With TypeScript 2.2, null checking has been improved even further. TypeScript now flags expressions with nullable operands as compile-time errors.

Here's are the conditions under which TypeScript flags nullable expression operands as errors, quoted from the release notes:

  • If either operand of a + operator is nullable, and neither operand is of type any or string.
  • If either operand of a -, *, **, /, %, <<, >>, >>>, &, |, or ^ operator is nullable.
  • If either operand of a <, >, <=, >=, or in operator is nullable.
  • If the right operand of an instanceof operator is nullable.
  • If the operand of a +, -, ~, ++, or -- unary operator is nullable.

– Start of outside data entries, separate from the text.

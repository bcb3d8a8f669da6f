//! Storage abstraction trait
//!
//! This module defines the ObjectStorage trait that storage backends
//! implement, and the error type they surface.

use async_trait::async_trait;
use bytes::Bytes;
use melodia_core::AppError;
use std::time::Duration;
use thiserror::Error;

/// Storage operation errors
#[derive(Debug, Error)]
pub enum StorageError {
    #[error("Upload failed: {0}")]
    WriteFailed(String),

    #[error("Presigning failed: {0}")]
    SignFailed(String),

    #[error("Bucket provisioning failed: {0}")]
    BucketFailed(String),

    #[error("Configuration error: {0}")]
    ConfigError(String),
}

/// Result type for storage operations
pub type StorageResult<T> = Result<T, StorageError>;

impl From<StorageError> for AppError {
    fn from(err: StorageError) -> Self {
        match err {
            StorageError::WriteFailed(msg) => AppError::StorageWrite(msg),
            StorageError::SignFailed(msg) => AppError::StorageRead(msg),
            StorageError::BucketFailed(msg) | StorageError::ConfigError(msg) => {
                AppError::Internal(msg)
            }
        }
    }
}

/// Object-store abstraction.
///
/// The sole point of contact with the blob backend. Buckets are passed per
/// call; the implementation holds only the connection, not a bucket binding.
/// None of the operations retry: partial failures surface to the caller,
/// which owns any retry policy.
#[async_trait]
pub trait ObjectStorage: Send + Sync {
    /// Check that `bucket` exists, creating it when absent. Idempotent and
    /// safe to call repeatedly at process start.
    async fn ensure_bucket(&self, bucket: &str) -> StorageResult<()>;

    /// Upload exactly `size_bytes` bytes under `object_key` in `bucket`,
    /// tagging the stored object with `content_type`.
    async fn put_file(
        &self,
        bucket: &str,
        object_key: &str,
        content_type: &str,
        size_bytes: i64,
        data: Bytes,
    ) -> StorageResult<()>;

    /// Produce a time-limited, pre-authenticated GET URL for the object.
    ///
    /// The object's existence is NOT verified; a URL for a missing object is
    /// returned and fails only when the client dereferences it.
    async fn presigned_get_url(
        &self,
        bucket: &str,
        object_key: &str,
        expires_in: Duration,
    ) -> StorageResult<String>;
}

#[cfg(test)]
mod tests {
    use super::*;

    #[test]
    fn storage_errors_map_to_app_error_kinds() {
        let write: AppError = StorageError::WriteFailed("boom".to_string()).into();
        assert!(matches!(write, AppError::StorageWrite(_)));

        let sign: AppError = StorageError::SignFailed("boom".to_string()).into();
        assert!(matches!(sign, AppError::StorageRead(_)));

        let bucket: AppError = StorageError::BucketFailed("boom".to_string()).into();
        assert!(matches!(bucket, AppError::Internal(_)));
    }
}
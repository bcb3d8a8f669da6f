use chrono::{DateTime, Utc};
use melodia_core::models::User;
use melodia_core::AppError;
use sqlx::PgPool;
use uuid::Uuid;

#[derive(Debug, sqlx::FromRow)]
struct UserRow {
    id: Uuid,
    email: String,
    username: String,
    avatar_url: String,
    bio: String,
    created_at: DateTime<Utc>,
    updated_at: DateTime<Utc>,
}

impl From<UserRow> for User {
    fn from(row: UserRow) -> Self {
        User {
            id: row.id,
            email: row.email,
            username: row.username,
            avatar_url: row.avatar_url,
            bio: row.bio,
            created_at: row.created_at,
            updated_at: row.updated_at,
        }
    }
}

#[derive(Clone)]
pub struct UserRepository {
    pool: PgPool,
}

impl UserRepository {
    pub fn new(pool: PgPool) -> Self {
        Self { pool }
    }

    pub async fn get_by_id(&self, id: Uuid) -> Result<User, AppError> {
        // COALESCE turns NULL bio/avatar into empty strings for the domain model.
        let row = sqlx::query_as::<_, UserRow>(
            r#"
            SELECT id, email, username, COALESCE(avatar_url, '') AS avatar_url, COALESCE(bio, '') AS bio, created_at, updated_at
            FROM users
            WHERE id = $1
            "#,
        )
        .bind(id)
        .fetch_optional(&self.pool)
        .await?;

        row.map(User::from)
            .ok_or_else(|| AppError::NotFound("User not found".to_string()))
    }

    pub async fn update(&self, user: &User) -> Result<(), AppError> {
        sqlx::query(
            r#"
            UPDATE users
            SET username = $2, bio = $3, avatar_url = $4, updated_at = NOW()
            WHERE id = $1
            "#,
        )
        .bind(user.id)
        .bind(&user.username)
        .bind(&user.bio)
        .bind(&user.avatar_url)
        .execute(&self.pool)
        .await?;

        Ok(())
    }
}
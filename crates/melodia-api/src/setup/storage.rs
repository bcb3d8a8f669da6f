//! Object-storage client setup

use anyhow::Result;
use melodia_core::Config;
use melodia_storage::{ObjectStorage, S3Storage};
use std::sync::Arc;

/// Build the S3 client from config. Bucket provisioning happens later via
/// `MediaService::init_buckets`, which tolerates failure.
pub fn setup_storage(config: &Config) -> Result<Arc<dyn ObjectStorage>> {
    tracing::info!(
        endpoint = %config.storage.endpoint_url(),
        region = %config.storage.region,
        audio_bucket = %config.storage.buckets.audio,
        image_bucket = %config.storage.buckets.image,
        "Initializing object storage client"
    );

    let storage = S3Storage::new(&config.storage)?;
    Ok(Arc::new(storage))
}
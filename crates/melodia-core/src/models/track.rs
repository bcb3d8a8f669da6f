use chrono::{DateTime, Utc};
use serde::{Deserialize, Serialize};
use utoipa::ToSchema;
use uuid::Uuid;

use super::media::stream_path;

/// Catalog entry for one playable track. Audio and cover artwork are stored
/// as media ids; clients resolve them through the media stream endpoint.
#[derive(Debug, Clone, Serialize, Deserialize)]
pub struct Track {
    pub id: Uuid,
    pub title: String,
    pub artist: String,
    pub album: Option<String>,
    pub duration_secs: i32,
    pub audio_media_id: Uuid,
    pub cover_media_id: Option<Uuid>,
    pub created_at: DateTime<Utc>,
    pub updated_at: DateTime<Utc>,
}

#[derive(Debug, Serialize, Deserialize, ToSchema)]
pub struct TrackResponse {
    pub id: Uuid,
    pub title: String,
    pub artist: String,
    #[serde(skip_serializing_if = "Option::is_none")]
    pub album: Option<String>,
    pub duration_secs: i32,
    pub audio_url: String,
    #[serde(skip_serializing_if = "Option::is_none")]
    pub cover_url: Option<String>,
}

impl From<Track> for TrackResponse {
    fn from(track: Track) -> Self {
        TrackResponse {
            id: track.id,
            title: track.title,
            artist: track.artist,
            album: track.album,
            duration_secs: track.duration_secs,
            audio_url: stream_path(track.audio_media_id),
            cover_url: track.cover_media_id.map(stream_path),
        }
    }
}

#[cfg(test)]
mod tests {
    use super::*;

    fn sample_track(cover: Option<Uuid>) -> Track {
        Track {
            id: Uuid::new_v4(),
            title: "Night Drive".to_string(),
            artist: "The Frequencies".to_string(),
            album: None,
            duration_secs: 214,
            audio_media_id: Uuid::new_v4(),
            cover_media_id: cover,
            created_at: Utc::now(),
            updated_at: Utc::now(),
        }
    }

    #[test]
    fn response_links_audio_through_stream_endpoint() {
        let track = sample_track(None);
        let audio_id = track.audio_media_id;
        let resp = TrackResponse::from(track);
        assert_eq!(resp.audio_url, format!("/api/v1/media/stream/{}", audio_id));
        assert!(resp.cover_url.is_none());
    }

    #[test]
    fn response_carries_cover_url_when_present() {
        let cover_id = Uuid::new_v4();
        let resp = TrackResponse::from(sample_track(Some(cover_id)));
        assert_eq!(
            resp.cover_url.as_deref(),
            Some(format!("/api/v1/media/stream/{}", cover_id).as_str())
        );
    }
}
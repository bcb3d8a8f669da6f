use crate::error::{ErrorResponse, HttpAppError};
use crate::state::AppState;
use axum::extract::{Path, Query, State};
use axum::http::StatusCode;
use axum::Json;
use melodia_core::models::TrackResponse;
use serde::Deserialize;
use std::sync::Arc;
use utoipa::ToSchema;
use uuid::Uuid;

#[derive(Debug, Deserialize, ToSchema)]
pub struct CreateTrackRequest {
    pub title: String,
    pub artist: String,
    pub duration_secs: i32,
    pub audio_media_id: Uuid,
    pub cover_media_id: Option<Uuid>,
}

#[derive(Debug, Deserialize)]
pub struct SearchQuery {
    #[serde(default)]
    pub q: String,
}

#[utoipa::path(
    post,
    path = "/api/v1/tracks",
    tag = "catalog",
    request_body = CreateTrackRequest,
    responses(
        (status = 201, description = "Track created", body = TrackResponse),
        (status = 500, description = "Internal server error", body = ErrorResponse)
    )
)]
pub async fn create_track(
    State(state): State<Arc<AppState>>,
    Json(req): Json<CreateTrackRequest>,
) -> Result<(StatusCode, Json<TrackResponse>), HttpAppError> {
    let track = state
        .catalog
        .create_track(
            req.title,
            req.artist,
            req.duration_secs,
            req.audio_media_id,
            req.cover_media_id,
        )
        .await?;

    Ok((StatusCode::CREATED, Json(TrackResponse::from(track))))
}

#[utoipa::path(
    get,
    path = "/api/v1/tracks/search",
    tag = "catalog",
    params(
        ("q" = Option<String>, Query, description = "Substring matched against title and artist")
    ),
    responses(
        (status = 200, description = "Matching tracks", body = [TrackResponse]),
        (status = 500, description = "Internal server error", body = ErrorResponse)
    )
)]
pub async fn search_tracks(
    State(state): State<Arc<AppState>>,
    Query(query): Query<SearchQuery>,
) -> Result<Json<Vec<TrackResponse>>, HttpAppError> {
    let tracks = state.catalog.search(&query.q).await?;
    Ok(Json(tracks.into_iter().map(TrackResponse::from).collect()))
}

#[utoipa::path(
    get,
    path = "/api/v1/tracks/{id}",
    tag = "catalog",
    params(
        ("id" = Uuid, Path, description = "Track identifier")
    ),
    responses(
        (status = 200, description = "Track", body = TrackResponse),
        (status = 404, description = "Unknown track id", body = ErrorResponse),
        (status = 500, description = "Internal server error", body = ErrorResponse)
    )
)]
pub async fn get_track(
    State(state): State<Arc<AppState>>,
    Path(id): Path<Uuid>,
) -> Result<Json<TrackResponse>, HttpAppError> {
    let track = state.catalog.get_track(id).await?;
    Ok(Json(TrackResponse::from(track)))
}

Let's take a look at situations in which nullable expression operands can bite us if we're not careful. Before TypeScript 2.2, this function compiled just fine:

function isValidPasswordLength(password: string, min: number, max?: number) {
    return password.length >= min
        && password.length <= max;
}

Note that the max parameter is optional. This means we can call isValidPasswordLength with either two or three arguments:

isValidPasswordLength("open sesame", 6, 128);  // true
isValidPasswordLength("open sesame", 6, 8);    // false

The length of the password "open sesame" is 10 characters. We therefore get back true for the range [6,128] and false for the range [6,8]. So far, so good.

If we call isValidPasswordLength without providing a value for the max parameter, we'd probably expect to get back true if the password length exceeds the min value. However, that's not the case:

isValidPasswordLength("open sesame", 6);  // false

The problem here is the <= max comparison. If max is undefined, <= max will always evaluate to false. In that case, isValidPasswordLength will never return true.

In TypeScript 2.2, the expression password.length <= max is not type-correct, given that your application is running in strict null checking mode (which it should):

function isValidPasswordLength(password: string, min: number, max?: number) {
    return password.length >= min
        && password.length <= max;  // Error: Object is possibly 'undefined'.
}

So how do we fix our function to make it type-correct? One possible solution is to provide a default value for the max parameter which only kicks in when undefined is passed. That way, the parameter will still be optional, but will always contain a value of type number:

function isValidPasswordLength(password: string, min: number, max: number = Number.MAX_VALUE) {
    return password.length >= min
        && password.length <= max;
}

There are other approaches we could choose as well, but this one works just fine. As long as we're no longer comparing max with the undefined value, we're good!